------ PROVIDED RECORDS ------

use std::collections::HashMap;
use std::sync::atomic::{AtomicU64, Ordering};
use std::sync::{Arc, Mutex};

use async_trait::async_trait;
use futures::{SinkExt, StreamExt};
use tokio::io::{AsyncRead, AsyncWrite};
use tokio::net::{TcpListener, TcpStream, ToSocketAddrs};
use tokio::sync::{mpsc, oneshot};
use tokio_util::codec::{Framed, LengthDelimitedCodec};
use tokio_util::sync::CancellationToken;
use uuid::Uuid;

use crate::error::{QueueError, Result};
use crate::rpc::codec::{Frame, FrameBody};
use crate::rpc::{Command, RemoteCall, Responder};

type Pending = HashMap<u64, oneshot::Sender<std::result::Result<(), String>>>;

/// One end of a symmetric command connection.
///
/// A reader task dispatches inbound requests to the [`Responder`] (each on
/// its own task, so a slow `PerformJob` does not hold up the others) and
/// completes outbound calls as their responses arrive. A writer task owns
/// the sink.
pub struct Connection {
    id: Uuid,
    next_id: AtomicU64,
    outbound: mpsc::UnboundedSender<Frame>,
    pending: Mutex<Pending>,
    closed: CancellationToken,
}

impl std::fmt::Debug for Connection {
    fn fmt(&self, f: &mut std::fmt::Formatter<'_>) -> std::fmt::Result {
        f.debug_struct("Connection")
            .field("id", &self.id)
            .field("closed", &self.closed.is_cancelled())
            .finish()
    }
}

impl Connection {
    pub fn spawn<T>(io: T, responder: Arc<dyn Responder>) -> Arc<Self>
    where
        T: AsyncRead + AsyncWrite + Send + 'static,
    {
        let (mut sink, mut stream) = Framed::new(io, LengthDelimitedCodec::new()).split();
        let (outbound, mut rx) = mpsc::unbounded_channel::<Frame>();
        let conn = Arc::new(Self {
            id: Uuid::new_v4(),
            next_id: AtomicU64::new(1),
            outbound,
            pending: Mutex::new(HashMap::new()),
            closed: CancellationToken::new(),
        });

        let closed = conn.closed.clone();
        let id = conn.id;
        tokio::spawn(async move {
            loop {
                let frame = tokio::select! {
                    frame = rx.recv() => match frame {
                        Some(frame) => frame,
                        None => break,
                    },
                    _ = closed.cancelled() => break,
                };
                let bytes = match frame.encode() {
                    Ok(bytes) => bytes,
                    Err(e) => {
                        tracing::warn!(conn = %id, error = %e, "Failed to encode frame");
                        continue;
                    }
                };
                if let Err(e) = sink.send(bytes).await {
                    tracing::debug!(conn = %id, error = %e, "Write failed");
                    break;
                }
            }
            closed.cancel();
            let _ = sink.close().await;
        });

        let reader = conn.clone();
        tokio::spawn(async move {
            responder.connected(&reader).await;
            loop {
                let item = tokio::select! {
                    item = stream.next() => item,
                    _ = reader.closed.cancelled() => break,
                };
                let frame = match item {
                    Some(Ok(buf)) => match Frame::decode(&buf) {
                        Ok(frame) => frame,
                        Err(e) => {
                            tracing::warn!(conn = %reader.id, error = %e, "Dropping connection after bad frame");
                            break;
                        }
                    },
                    Some(Err(e)) => {
                        tracing::debug!(conn = %reader.id, error = %e, "Read failed");
                        break;
                    }
                    None => break,
                };
                reader.dispatch(frame, &responder);
            }
            reader.shutdown();
            tracing::debug!(conn = %reader.id, "Connection closed");
            responder.disconnected(&reader).await;
        });

        conn
    }

    pub fn id(&self) -> Uuid {
        self.id
    }

    pub fn is_closed(&self) -> bool {
        self.closed.is_cancelled()
    }

    /// Resolves once the connection has shut down.
    pub async fn closed(&self) {
        self.closed.cancelled().await
    }

    /// Stop both tasks. Outstanding calls fail with `ConnectionClosed`.
    pub fn close(&self) {
        self.closed.cancel();
    }

    fn pending(&self) -> std::sync::MutexGuard<'_, Pending> {
        self.pending.lock().unwrap_or_else(|e| e.into_inner())
    }

    fn dispatch(self: &Arc<Self>, frame: Frame, responder: &Arc<dyn Responder>) {
        let id = frame.id;
        match frame.body {
            FrameBody::Request(command) => {
                let conn = self.clone();
                let responder = responder.clone();
                tokio::spawn(async move {
                    let name = command.name();
                    let result = responder
                        .respond(&conn, command)
                        .await
                        .map_err(|e| e.to_string());
                    if let Err(e) = &result {
                        tracing::debug!(conn = %conn.id, command = name, error = %e, "Command failed");
                    }
                    let _ = conn.outbound.send(Frame::response(id, result));
                });
            }
            FrameBody::Response(result) => match self.pending().remove(&id) {
                Some(waiter) => {
                    let _ = waiter.send(result);
                }
                None => {
                    tracing::warn!(conn = %self.id, id, "Response to unknown request");
                }
            },
        }
    }

    fn shutdown(&self) {
        self.closed.cancel();
        // Dropping the senders fails every waiting call.
        self.pending().clear();
    }
}

#[async_trait]
impl RemoteCall for Connection {
    fn id(&self) -> Uuid {
        self.id
    }

    async fn call(&self, command: Command) -> Result<()> {
        let id = self.next_id.fetch_add(1, Ordering::Relaxed);
        let (tx, rx) = oneshot::channel();
        self.pending().insert(id, tx);
        if self.is_closed() || self.outbound.send(Frame::request(id, command)).is_err() {
            self.pending().remove(&id);
            return Err(QueueError::ConnectionClosed);
        }
        match rx.await {
            Ok(Ok(())) => Ok(()),
            Ok(Err(message)) => Err(QueueError::Remote(message)),
            Err(_) => Err(QueueError::ConnectionClosed),
        }
    }
}

/// Open a TCP connection to `addr`.
pub async fn connect<A: ToSocketAddrs>(
    addr: A,
    responder: Arc<dyn Responder>,
) -> Result<Arc<Connection>> {
    let stream = TcpStream::connect(addr).await?;
    stream.set_nodelay(true)?;
    tracing::debug!(addr = %stream.peer_addr()?, "Connected");
    Ok(Connection::spawn(stream, responder))
}

/// Accept connections on `listener` until `cancel` fires.
pub async fn serve(listener: TcpListener, responder: Arc<dyn Responder>, cancel: CancellationToken) {
    loop {
        let (stream, addr) = match tokio::select! {
            accept = listener.accept() => accept,
            _ = cancel.cancelled() => break,
        } {
            Ok(accepted) => accepted,
            Err(e) => {
                tracing::warn!(error = %e, "Failed to accept connection");
                continue;
            }
        };
        if let Err(e) = stream.set_nodelay(true) {
            tracing::debug!(addr = %addr, error = %e, "Failed to set NODELAY");
        }
        tracing::debug!(addr = %addr, "Accepted connection");
        let conn = Connection::spawn(stream, responder.clone());
        let cancel = cancel.clone();
        tokio::spawn(async move {
            tokio::select! {
                _ = cancel.cancelled() => conn.close(),
                _ = conn.closed() => {}
            }
        });
    }
}

#[cfg(test)]
mod tests {
    use std::time::Duration;

    use super::*;

    /// Acknowledges `EnqueuedJob`, rejects everything else, and counts
    /// disconnects.
    #[derive(Default)]
    struct Echo {
        disconnects: AtomicU64,
    }

    #[async_trait]
    impl Responder for Echo {
        async fn respond(&self, _conn: &Arc<Connection>, command: Command) -> Result<()> {
            match command {
                Command::EnqueuedJob => Ok(()),
                other => Err(QueueError::UnexpectedCommand(other.name())),
            }
        }

        async fn disconnected(&self, _conn: &Arc<Connection>) {
            self.disconnects.fetch_add(1, Ordering::SeqCst);
        }
    }

    fn pair() -> (Arc<Connection>, Arc<Connection>, Arc<Echo>) {
        let (a, b) = tokio::io::duplex(64 * 1024);
        let echo = Arc::new(Echo::default());
        let left = Connection::spawn(a, echo.clone());
        let right = Connection::spawn(b, echo.clone());
        (left, right, echo)
    }

    #[tokio::test]
    async fn call_is_acknowledged() {
        let (left, right, _) = pair();
        left.call(Command::EnqueuedJob).await.unwrap();
        right.call(Command::EnqueuedJob).await.unwrap();
    }

    #[tokio::test]
    async fn remote_error_is_returned() {
        let (left, _right, _) = pair();
        let err = left
            .call(Command::ReportLoad { load: 3 })
            .await
            .unwrap_err();
        match err {
            QueueError::Remote(message) => assert!(message.contains("ReportLoad")),
            other => panic!("unexpected error: {other}"),
        }
    }

    #[tokio::test]
    async fn closing_fails_calls_and_notifies() {
        let (left, right, echo) = pair();
        right.close();

        tokio::time::timeout(Duration::from_secs(5), async {
            while echo.disconnects.load(Ordering::SeqCst) < 2 {
                tokio::time::sleep(Duration::from_millis(10)).await;
            }
        })
        .await
        .unwrap();

        assert!(right.is_closed());
        assert!(left.is_closed());
        assert!(matches!(
            left.call(Command::EnqueuedJob).await,
            Err(QueueError::ConnectionClosed)
        ));
    }

    #[tokio::test]
    async fn tcp_round_trip() {
        let listener = TcpListener::bind("127.0.0.1:0").await.unwrap();
        let addr = listener.local_addr().unwrap();
        let cancel = CancellationToken::new();
        let server = tokio::spawn(serve(listener, Arc::new(Echo::default()), cancel.clone()));

        let conn = connect(addr, Arc::new(Echo::default())).await.unwrap();
        conn.call(Command::EnqueuedJob).await.unwrap();

        cancel.cancel();
        server.await.unwrap();
    }
}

------

> _WHAT IS NEEDED_
An exact copy of the data is needed, running from its first line through the line that holds "symmetric command connection.", and nothing beyond that.

> _RESULT_
use std::collections::HashMap;
use std::sync::atomic::{AtomicU64, Ordering};
use std::sync::{Arc, Mutex};

use async_trait::async_trait;
use futures::{SinkExt, StreamExt};
use tokio::io::{AsyncRead, AsyncWrite};
use tokio::net::{TcpListener, TcpStream, ToSocketAddrs};
use tokio::sync::{mpsc, oneshot};
use tokio_util::codec::{Framed, LengthDelimitedCodec};
use tokio_util::sync::CancellationToken;
use uuid::Uuid;

use crate::error::{QueueError, Result};
use crate::rpc::codec::{Frame, FrameBody};
use crate::rpc::{Command, RemoteCall, Responder};

type Pending = HashMap<u64, oneshot::Sender<std::result::Result<(), String>>>;

/// One end of a symmetric command connection.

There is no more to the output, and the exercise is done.